>>

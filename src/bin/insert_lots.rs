use long_hash_map::LongHashMap;

use std::{
    sync::{
        atomic::{AtomicBool, Ordering},
        Arc,
    },
    thread,
    time::Duration,
};

use tracing_subscriber::EnvFilter;

fn main() {
    const NUM_THREADS: usize = 64;

    tracing_subscriber::fmt()
        .with_env_filter(EnvFilter::from_default_env())
        .init();

    let keep_running = Arc::new(AtomicBool::new(true));
    let map = Arc::new(LongHashMap::new());
    let threads: Vec<_> = (0..NUM_THREADS)
        .map(|i| {
            let keep_running = keep_running.clone();
            let map = map.clone();

            thread::spawn(move || {
                let mut key = i as i64;

                while keep_running.load(Ordering::Relaxed) {
                    map.insert(0, 0);
                    map.insert(key, key);
                    map.remove(key - NUM_THREADS as i64);
                    key += NUM_THREADS as i64;
                }
            })
        })
        .collect();

    thread::sleep(Duration::from_secs(5));
    keep_running.store(false, Ordering::Relaxed);

    let results = threads.into_iter().map(|t| t.join());

    for result in results.into_iter() {
        assert!(result.is_ok());
    }

    tracing::info!(
        len = map.len(),
        capacity = map.capacity(),
        used_buckets = map.used_bucket_count(),
        "finished"
    );
}
// MIT License
//
// Copyright (c) 2020 Gregory Meyer
//
// Permission is hereby granted, free of charge, to any person
// obtaining a copy of this software and associated documentation files
// (the "Software"), to deal in the Software without restriction,
// including without limitation the rights to use, copy, modify, merge,
// publish, distribute, sublicense, and/or sell copies of the Software,
// and to permit persons to whom the Software is furnished to do so,
// subject to the following conditions:
//
// The above copyright notice and this permission notice shall be
// included in all copies or substantial portions of the Software.
//
// THE SOFTWARE IS PROVIDED "AS IS", WITHOUT WARRANTY OF ANY KIND,
// EXPRESS OR IMPLIED, INCLUDING BUT NOT LIMITED TO THE WARRANTIES OF
// MERCHANTABILITY, FITNESS FOR A PARTICULAR PURPOSE AND
// NONINFRINGEMENT. IN NO EVENT SHALL THE AUTHORS OR COPYRIGHT HOLDERS
// BE LIABLE FOR ANY CLAIM, DAMAGES OR OTHER LIABILITY, WHETHER IN AN
// ACTION OF CONTRACT, TORT OR OTHERWISE, ARISING FROM, OUT OF OR IN
// CONNECTION WITH THE SOFTWARE OR THE USE OR OTHER DEALINGS IN THE
// SOFTWARE.

//! A lock-striped concurrent hash map keyed by 64-bit integers.
//!
//! [`LongHashMap`] is built for bookkeeping that is keyed by plain integers,
//! such as message IDs, sequence numbers, or connection and consumer handles,
//! where boxing keys would be wasteful and a single map-wide lock would
//! serialize unrelated work. The key space is split across a power-of-two
//! number of segments, each an open-addressing table with its own lock.
//!
//! ```
//! use long_hash_map::LongHashMap;
//!
//! let consumers = LongHashMap::with_capacity(64);
//!
//! assert_eq!(consumers.insert(7, "orders"), None);
//! assert_eq!(consumers.get(7), Some("orders"));
//! assert_eq!(consumers.get_or_insert_with(8, |_| "audit"), "audit");
//! assert_eq!(consumers.remove(7), Some("orders"));
//! assert_eq!(consumers.len(), 1);
//! ```

pub mod config;
pub mod error;
pub mod hash;
pub mod map;

mod segment;

pub use config::Config;
pub use error::{Error, Result};
pub use map::LongHashMap;
pub use segment::{MAX_SEGMENT_CAPACITY, MIN_SEGMENT_CAPACITY};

<<

### Task statement
Write out the records again so that each line matches the original exactly.

### Reply
filename src/bin/insert_lots.rs
use long_hash_map::LongHashMap;

use std::{
    sync::{
        atomic::{AtomicBool, Ordering},
        Arc,
    },
    thread,
    time::Duration,
};

use tracing_subscriber::EnvFilter;

fn main() {
    const NUM_THREADS: usize = 64;

    tracing_subscriber::fmt()
        .with_env_filter(EnvFilter::from_default_env())
        .init();

    let keep_running = Arc::new(AtomicBool::new(true));
    let map = Arc::new(LongHashMap::new());
    let threads: Vec<_> = (0..NUM_THREADS)
        .map(|i| {
            let keep_running = keep_running.clone();
            let map = map.clone();

            thread::spawn(move || {
                let mut key = i as i64;

                while keep_running.load(Ordering::Relaxed) {
                    map.insert(0, 0);
                    map.insert(key, key);
                    map.remove(key - NUM_THREADS as i64);
                    key += NUM_THREADS as i64;
                }
            })
        })
        .collect();

    thread::sleep(Duration::from_secs(5));
    keep_running.store(false, Ordering::Relaxed);

    let results = threads.into_iter().map(|t| t.join());

    for result in results.into_iter() {
        assert!(result.is_ok());
    }

    tracing::info!(
        len = map.len(),
        capacity = map.capacity(),
        used_buckets = map.used_bucket_count(),
        "finished"
    );
}
// MIT License
//
// Copyright (c) 2020 Gregory Meyer
//
// Permission is hereby granted, free of charge, to any person
// obtaining a copy of this software and associated documentation files
// (the "Software"), to deal in the Software without restriction,
// including without limitation the rights to use, copy, modify, merge,
// publish, distribute, sublicense, and/or sell copies of the Software,
// and to permit persons to whom the Software is furnished to do so,
// subject to the following conditions:
//
// The above copyright notice and this permission notice shall be
// included in all copies or substantial portions of the Software.
//
// THE SOFTWARE IS PROVIDED "AS IS", WITHOUT WARRANTY OF ANY KIND,
// EXPRESS OR IMPLIED, INCLUDING BUT NOT LIMITED TO THE WARRANTIES OF
// MERCHANTABILITY, FITNESS FOR A PARTICULAR PURPOSE AND
// NONINFRINGEMENT. IN NO EVENT SHALL THE AUTHORS OR COPYRIGHT HOLDERS
// BE LIABLE FOR ANY CLAIM, DAMAGES OR OTHER LIABILITY, WHETHER IN AN
// ACTION OF CONTRACT, TORT OR OTHERWISE, ARISING FROM, OUT OF OR IN
// CONNECTION WITH THE SOFTWARE OR THE USE OR OTHER DEALINGS IN THE
// SOFTWARE.

//! A lock-striped concurrent hash map keyed by 64-bit integers.
//!
//! [`LongHashMap`] is built for bookkeeping that is keyed by plain integers,
//! such as message IDs, sequence numbers, or connection and consumer handles,
//! where boxing keys would be wasteful and a single map-wide lock would
//! serialize unrelated work. The key space is split across a power-of-two
//! number of segments, each an open-addressing table with its own lock.
//!
//! ```
//! use long_hash_map::LongHashMap;
//!
//! let consumers = LongHashMap::with_capacity(64);
//!
//! assert_eq!(consumers.insert(7, "orders"), None);
//! assert_eq!(consumers.get(7), Some("orders"));
//! assert_eq!(consumers.get_or_insert_with(8, |_| "audit"), "audit");
//! assert_eq!(consumers.remove(7), Some("orders"));
//! assert_eq!(consumers.len(), 1);
//! ```

pub mod config;
pub mod error;
pub mod hash;
pub mod map;

mod segment;

pub use config::Config;
pub use error::{Error, Result};
pub use map::LongHashMap;
pub use segment::{MAX_SEGMENT_CAPACITY, MIN_SEGMENT_CAPACITY};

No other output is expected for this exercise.